The Kentucky Housewife by Mrs. Lettice Bryan, 1839
Comment: Some portions of this recipe can be disregarded nowadays. Since butter is no longer stored in kegs of salt for future use, all that washing business can be ignored. Use regular or unsalted butter as suits your taste.
Pie crusts, known as “pastes” in the time, had their quality judged on the basis of what fat was employed in their making. Butter was considered the best for fine, flaky pastry. Lard was a second choice, sometimes recommended for a bottom crust which would not be seen while butter was called for in the top crust which was more noticeable. Lard was also considered acceptable for meat pies and the like.
At the bottom of the scale in the opinions of most authors of the day was “drippings,” the fat left over from roasted meat. This was deemed acceptable if poverty was such a factor as to make the higher quality materials impracticable, and even then was required to be carefully and repeatedly filtered to remove meat particles and pan scrapings until only pure white fat was left. This was ruled acceptable for “family” usage but not considered advisable to serve to guests, or to the employer if one was cooking as a servant.
PINEAPPLE JULEP
1/2 c. gin
1 bottle sparkling Moselle wine
1/2 c. raspberry syrup
1/2 c. juice from maraschino cherries
1 pineapple
Juice of 2 oranges (about 1/2 c.)
Peel, slice and cup up a ripe pineapple into a glass bowl; add the juice of two oranges, a gill of raspberry syrup, a gill of maraschino, a gill of old gin, a bottle of sparkling Moselle, and about a pound of pure ice in shaves; mix, ornament with berries in season, and serve in flat glasses.
From Bon-Vivant’s Companion by Jerry Thomas, New York, 1862
Comment: A “gill” is about half a standard measuring cup, or 4 ounces. Moselle is a white wine. And yes, pineapples were readily available in Civil War times, at least in larger cities where ships carrying cargoes from tropical regions docked on a regular basis. Mr. Thomas, having mastered the bartending trade in San Francisco during the Gold Rush days of the late 1840s, probably got his from Hawaii.

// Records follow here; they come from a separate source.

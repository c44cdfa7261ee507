//! Scenecast Common Utilities
//!
//! Shared infrastructure for all Scenecast crates:
//! - Error types and result aliases
//! - Tracing/logging initialization
//! - Configuration loading

pub mod config;
pub mod error;
pub mod logging;

pub use config::*;
pub use error::*;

In fact the only real puzzle in his otherwise masterful work is why he includes no vodka drinks. Russia still owned what is now Alaska in those days and their ships called at San Francisco on a regular basis, so it seems unlikely he did not know about the liquor. Perhaps it required improvements in the Russo-American import-export business, and Jerry did not wish to tantalize his readers with an ingredient they could not readily obtain.
PINE-APPLE BEER
1 pineapple
Water
Sugar
Wash and then pare a pine-apple; if a good size, put the rind into about two quarts of water (in the quantity you must be guided by the size of the pine-apple); cover it for twenty-four hours; then sweeten to your taste, bottle, cork, and put it into the sun for five or six hours, cool it and it is then fit for use.

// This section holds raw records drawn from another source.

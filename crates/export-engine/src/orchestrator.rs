//! Export orchestration across timeline segments.
//!
//! Drives one [`SegmentSession`] at a time: scene reports open and close
//! sessions, frames flow to whichever session is current, and the final
//! `end` tears the last session down. The previous segment's encoder is
//! always fully closed before the next one starts; only the destination
//! directory is shared across segments, and its creation is idempotent.

use scenecast_common::{EncoderConfig, ScenecastError, ScenecastResult};
use scenecast_export_model::{ExportSettings, RenderResult, SceneDescriptor};

use crate::session::SegmentSession;

/// State machine over the current segment of an export run.
///
/// Idle until the first scene report, then one active session per
/// distinct resolved scene name, then idle again after [`end`].
///
/// [`end`]: ExportOrchestrator::end
pub struct ExportOrchestrator {
    settings: ExportSettings,
    encoder: EncoderConfig,
    current_scene: Option<String>,
    session: Option<SegmentSession>,
}

impl ExportOrchestrator {
    pub fn new(settings: ExportSettings, encoder: EncoderConfig) -> ScenecastResult<Self> {
        settings.validate()?;
        Ok(Self {
            settings,
            encoder,
            current_scene: None,
            session: None,
        })
    }

    /// Name of the currently active segment, if any.
    pub fn current_scene(&self) -> Option<&str> {
        self.current_scene.as_deref()
    }

    /// Resolve the segment a scene descriptor maps to. With splitting
    /// disabled the whole project is one segment named after the run.
    fn resolve_scene_name(&self, scene: &SceneDescriptor) -> String {
        if self.settings.split_scenes {
            scene.name.clone()
        } else {
            self.settings.name.clone()
        }
    }

    /// React to a scene boundary.
    ///
    /// Re-entry into the current segment is a no-op. A new segment first
    /// gracefully ends the active session (awaiting its completion), then
    /// builds segment-scoped settings and starts a fresh session.
    pub async fn report_scene(&mut self, scene: &SceneDescriptor) -> ScenecastResult<()> {
        let name = self.resolve_scene_name(scene);
        if self.current_scene.as_deref() == Some(name.as_str()) {
            return Ok(());
        }

        if let Some(mut session) = self.session.take() {
            tracing::debug!(
                from = %session.scene(),
                to = %name,
                "Segment transition, closing previous encoder"
            );
            self.current_scene = None;
            session.end(RenderResult::Success).await?;
        }

        let segment = self.settings.segment_settings(&name);
        let mut session = SegmentSession::new(&name, &segment, &self.encoder)?;
        session.start().await?;
        tracing::info!(
            scene = %name,
            sounds = segment.sounds.len(),
            output = %session.output_path().display(),
            "Segment opened"
        );

        self.session = Some(session);
        self.current_scene = Some(name);
        Ok(())
    }

    /// Forward one raw frame to the current segment's sink. Calling with
    /// no active segment is a programming error.
    pub async fn handle_frame(&mut self, frame: &[u8]) -> ScenecastResult<()> {
        let session = self
            .session
            .as_mut()
            .ok_or_else(|| ScenecastError::session("frame delivered with no active segment"))?;
        session.handle_frame(frame).await
    }

    /// Finish the export with the given result, closing the current
    /// segment. The orchestrator is idle afterwards.
    pub async fn end(&mut self, result: RenderResult) -> ScenecastResult<()> {
        let mut session = self
            .session
            .take()
            .ok_or_else(|| ScenecastError::session("end called with no active segment"))?;
        self.current_scene = None;
        session.end(result).await
    }
}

From The Carolina Housewife by Sarah Rutledge, 1847
Comment: This is a very frugal recipe, making use of a part of a (presumably imported, and therefore expensive) fruit which would otherwise be thrown away.

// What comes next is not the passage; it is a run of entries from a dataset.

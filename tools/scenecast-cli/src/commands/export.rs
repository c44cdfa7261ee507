//! Run an export from a manifest.

use std::io::Write;
use std::path::PathBuf;

use serde::Deserialize;
use tokio::io::{AsyncRead, AsyncReadExt, BufReader};

use scenecast_common::{AppConfig, ScenecastError};
use scenecast_export_engine::ExportOrchestrator;
use scenecast_export_model::{ExportSettings, RenderResult, SceneDescriptor};

/// On-disk export description: run settings plus the ordered scene cues
/// the frame stream follows.
#[derive(Debug, Deserialize)]
pub struct ExportManifest {
    pub settings: ExportSettings,

    /// Scene boundaries in frame order. Empty means one scene named
    /// after the run starting at frame 0.
    #[serde(default)]
    pub scenes: Vec<SceneDescriptor>,
}

pub async fn run(manifest_path: PathBuf, frames: Option<PathBuf>) -> anyhow::Result<()> {
    if !manifest_path.exists() {
        return Err(ScenecastError::FileNotFound {
            path: manifest_path,
        }
        .into());
    }

    let content = std::fs::read_to_string(&manifest_path).map_err(|e| {
        anyhow::anyhow!("Failed to read manifest {}: {e}", manifest_path.display())
    })?;
    let manifest: ExportManifest = serde_json::from_str(&content)
        .map_err(|e| anyhow::anyhow!("Failed to parse manifest: {e}"))?;

    let config = AppConfig::load();
    if !scenecast_export_engine::is_encoder_available(&config.encoder) {
        return Err(ScenecastError::unsupported(format!(
            "No usable encoder found (expected '{}' on PATH, or set encoder.binary in the config)",
            config.encoder.binary.display()
        ))
        .into());
    }

    println!("Exporting manifest: {}", manifest_path.display());
    println!("  Output dir: {}", manifest.settings.dest_dir.display());
    println!(
        "  Resolution: {}x{} @ {}fps, {} frames",
        manifest.settings.width,
        manifest.settings.height,
        manifest.settings.fps,
        manifest.settings.duration_frames
    );

    match frames {
        Some(path) => {
            if !path.exists() {
                return Err(ScenecastError::FileNotFound { path }.into());
            }
            let file = tokio::fs::File::open(&path)
                .await
                .map_err(|e| anyhow::anyhow!("Failed to open frame stream {}: {e}", path.display()))?;
            drive(manifest, config, BufReader::new(file)).await
        }
        None => drive(manifest, config, BufReader::new(tokio::io::stdin())).await,
    }
}

/// Pump frames from the reader through the orchestrator, reporting scene
/// cues at their frame boundaries.
async fn drive<R>(
    manifest: ExportManifest,
    config: AppConfig,
    mut reader: BufReader<R>,
) -> anyhow::Result<()>
where
    R: AsyncRead + Unpin,
{
    let settings = manifest.settings;
    let frame_bytes = settings.frame_bytes();
    let total_frames = settings.duration_frames;
    let run_name = settings.name.clone();

    let mut scenes = manifest.scenes;
    if scenes.is_empty() {
        scenes.push(SceneDescriptor {
            name: run_name,
            first_frame: 0,
        });
    }
    scenes.sort_by_key(|s| s.first_frame);

    let mut orchestrator = ExportOrchestrator::new(settings, config.encoder)?;

    let mut buffer = vec![0u8; frame_bytes];
    let mut next_scene = 0usize;
    for frame_index in 0..total_frames {
        while next_scene < scenes.len() && scenes[next_scene].first_frame <= frame_index {
            orchestrator.report_scene(&scenes[next_scene]).await?;
            next_scene += 1;
        }

        match reader.read_exact(&mut buffer).await {
            Ok(_) => {}
            Err(e) if e.kind() == std::io::ErrorKind::UnexpectedEof => {
                // The producer died mid-stream; discard the partial output.
                tracing::warn!(frame = frame_index, "Frame stream ended early, aborting");
                orchestrator.end(RenderResult::Aborted).await?;
                return Err(anyhow::anyhow!(
                    "frame stream ended after {frame_index} of {total_frames} frames"
                ));
            }
            Err(e) => {
                orchestrator.end(RenderResult::Aborted).await?;
                return Err(anyhow::anyhow!("failed reading frame {frame_index}: {e}"));
            }
        }

        orchestrator.handle_frame(&buffer).await?;

        if frame_index % 30 == 0 || frame_index + 1 == total_frames {
            let stdout = std::io::stdout();
            print_progress(&mut stdout.lock(), frame_index + 1, total_frames).ok();
        }
    }

    orchestrator.end(RenderResult::Success).await?;
    println!("\nExport complete.");
    Ok(())
}

/// Rewrite the progress line in place, flushed so it shows up while the
/// export is still running.
fn print_progress<W: Write>(out: &mut W, current: u64, total: u64) -> std::io::Result<()> {
    write!(out, "\r  Progress: {current}/{total} frames  ")?;
    out.flush()
}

We are not sure this would be considered a “beer” by the modern definition of the term. It calls for no yeast to be added, only one day of “fermenting” time in the keg and only six hours of sun-warming time in the bottle before use. While it might muster up a bit of fermentation from wild yeast on the outside of the rind, this is probably better described as “pineappleade” or would be if there were such a word.